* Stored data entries
*****

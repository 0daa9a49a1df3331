use anyhow::Context;
use clap::Parser;
use dbquery::catalog::CatalogConfig;
use dbquery::config::{self, CompilerConfig};
use dbquery::dialect::DialectKind;
use dbquery::query::QuerySpec;
use log::info;
use std::collections::HashMap;
use std::path::PathBuf;
use std::sync::Arc;

/// dbquery - compile declarative queries to SQL
#[derive(Parser)]
#[command(author, version, about, long_about = None)]
struct Cli {
    /// Entity catalog (YAML)
    #[arg(long)]
    catalog: PathBuf,

    /// Query definition (YAML)
    #[arg(long)]
    query: PathBuf,

    /// Target dialect (oracle, mysql, postgresql, db2, sqlserver)
    #[arg(long)]
    dialect: Option<DialectKind>,

    /// Compiler configuration file (YAML); CLI options override it
    #[arg(long)]
    config: Option<PathBuf>,

    /// Schema used for tables without a configured schema
    #[arg(long)]
    default_schema: Option<String>,

    /// Schema mappings, `id=NAME[,id=NAME...]`
    #[arg(long, value_parser = parse_schemas, default_value = "")]
    schemas: HashMap<String, String>,

    /// Compare text case-sensitively
    #[arg(long)]
    case_sensitive: bool,

    /// Fail on ambiguous automatic joins
    #[arg(long)]
    strict_joins: bool,

    /// Leave unreferenced outer-joined tables out of FROM
    #[arg(long)]
    prune_outer_joins: bool,

    /// Compile the row count instead of the rows
    #[arg(long)]
    count: bool,

    /// Print SQL, binds and columns as JSON
    #[arg(long)]
    json: bool,
}

fn parse_schemas(value: &str) -> Result<HashMap<String, String>, String> {
    config::parse_schema_list(value).map_err(|e| e.to_string())
}

impl From<&Cli> for config::CliConfig {
    fn from(cli: &Cli) -> Self {
        config::CliConfig {
            dialect: cli.dialect,
            default_schema: cli.default_schema.clone(),
            schemas: cli.schemas.clone(),
            case_sensitive: cli.case_sensitive,
            strict_joins: cli.strict_joins,
            prune_outer_joins: cli.prune_outer_joins,
        }
    }
}

fn main() -> anyhow::Result<()> {
    // Initialize logger - defaults to INFO level, can be overridden with RUST_LOG env var
    env_logger::Builder::from_env(env_logger::Env::default().default_filter_or("info")).init();

    let cli = Cli::parse();

    let mut compiler_config = match &cli.config {
        Some(path) => CompilerConfig::from_yaml_file(path)
            .with_context(|| format!("Failed to load configuration {}", path.display()))?,
        None => CompilerConfig::from_env().context("Invalid DBQUERY_* environment")?,
    };
    compiler_config.merge(CompilerConfig::from_cli(config::CliConfig::from(&cli))?);
    if compiler_config.dialect.is_none() {
        anyhow::bail!("No dialect given: use --dialect, DBQUERY_DIALECT or the configuration file");
    }

    let catalog = CatalogConfig::from_yaml_file(&cli.catalog)
        .and_then(CatalogConfig::build)
        .with_context(|| format!("Failed to load catalog {}", cli.catalog.display()))?;
    info!("Loaded {} entities from {}", catalog.len(), cli.catalog.display());

    let spec = QuerySpec::from_yaml_file(&cli.query)
        .with_context(|| format!("Failed to load query {}", cli.query.display()))?;

    let mut query = compiler_config
        .build_query(&spec, Arc::new(catalog))
        .context("Invalid query")?;
    if cli.count {
        query = query.to_count();
    }

    let compiler = compiler_config.build_compiler()?;
    let compiled = compiler.compile(&query).context("Compilation failed")?;

    if cli.json {
        println!("{}", serde_json::to_string_pretty(&compiled)?);
    } else {
        println!("{}", compiled.sql);
        if !compiled.binds.is_empty() {
            let binds: Vec<String> = compiled.binds.iter().map(ToString::to_string).collect();
            println!("-- binds: {}", binds.join(", "));
        }
    }
    Ok(())
}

*****

* ABOUT THIS EXERCISE
Output every record exactly as written, with nothing dropped.

* EXERCISE SOLUTION
repository 0daa9a49a1df3331
use anyhow::Context;
use clap::Parser;
use dbquery::catalog::CatalogConfig;
use dbquery::config::{self, CompilerConfig};
use dbquery::dialect::DialectKind;
use dbquery::query::QuerySpec;
use log::info;
use std::collections::HashMap;
use std::path::PathBuf;
use std::sync::Arc;

/// dbquery - compile declarative queries to SQL
#[derive(Parser)]
#[command(author, version, about, long_about = None)]
struct Cli {
    /// Entity catalog (YAML)
    #[arg(long)]
    catalog: PathBuf,

    /// Query definition (YAML)
    #[arg(long)]
    query: PathBuf,

    /// Target dialect (oracle, mysql, postgresql, db2, sqlserver)
    #[arg(long)]
    dialect: Option<DialectKind>,

    /// Compiler configuration file (YAML); CLI options override it
    #[arg(long)]
    config: Option<PathBuf>,

    /// Schema used for tables without a configured schema
    #[arg(long)]
    default_schema: Option<String>,

    /// Schema mappings, `id=NAME[,id=NAME...]`
    #[arg(long, value_parser = parse_schemas, default_value = "")]
    schemas: HashMap<String, String>,

    /// Compare text case-sensitively
    #[arg(long)]
    case_sensitive: bool,

    /// Fail on ambiguous automatic joins
    #[arg(long)]
    strict_joins: bool,

    /// Leave unreferenced outer-joined tables out of FROM
    #[arg(long)]
    prune_outer_joins: bool,

    /// Compile the row count instead of the rows
    #[arg(long)]
    count: bool,

    /// Print SQL, binds and columns as JSON
    #[arg(long)]
    json: bool,
}

fn parse_schemas(value: &str) -> Result<HashMap<String, String>, String> {
    config::parse_schema_list(value).map_err(|e| e.to_string())
}

impl From<&Cli> for config::CliConfig {
    fn from(cli: &Cli) -> Self {
        config::CliConfig {
            dialect: cli.dialect,
            default_schema: cli.default_schema.clone(),
            schemas: cli.schemas.clone(),
            case_sensitive: cli.case_sensitive,
            strict_joins: cli.strict_joins,
            prune_outer_joins: cli.prune_outer_joins,
        }
    }
}

fn main() -> anyhow::Result<()> {
    // Initialize logger - defaults to INFO level, can be overridden with RUST_LOG env var
    env_logger::Builder::from_env(env_logger::Env::default().default_filter_or("info")).init();

    let cli = Cli::parse();

    let mut compiler_config = match &cli.config {
        Some(path) => CompilerConfig::from_yaml_file(path)
            .with_context(|| format!("Failed to load configuration {}", path.display()))?,
        None => CompilerConfig::from_env().context("Invalid DBQUERY_* environment")?,
    };
    compiler_config.merge(CompilerConfig::from_cli(config::CliConfig::from(&cli))?);
    if compiler_config.dialect.is_none() {
        anyhow::bail!("No dialect given: use --dialect, DBQUERY_DIALECT or the configuration file");
    }

    let catalog = CatalogConfig::from_yaml_file(&cli.catalog)
        .and_then(CatalogConfig::build)
        .with_context(|| format!("Failed to load catalog {}", cli.catalog.display()))?;
    info!("Loaded {} entities from {}", catalog.len(), cli.catalog.display());

    let spec = QuerySpec::from_yaml_file(&cli.query)
        .with_context(|| format!("Failed to load query {}", cli.query.display()))?;

    let mut query = compiler_config
        .build_query(&spec, Arc::new(catalog))
        .context("Invalid query")?;
    if cli.count {
        query = query.to_count();
    }

    let compiler = compiler_config.build_compiler()?;
    let compiled = compiler.compile(&query).context("Compilation failed")?;

    if cli.json {
        println!("{}", serde_json::to_string_pretty(&compiled)?);
    } else {
        println!("{}", compiled.sql);
        if !compiled.binds.is_empty() {
            let binds: Vec<String> = compiled.binds.iter().map(ToString::to_string).collect();
            println!("-- binds: {}", binds.join(", "));
        }
    }
    Ok(())
}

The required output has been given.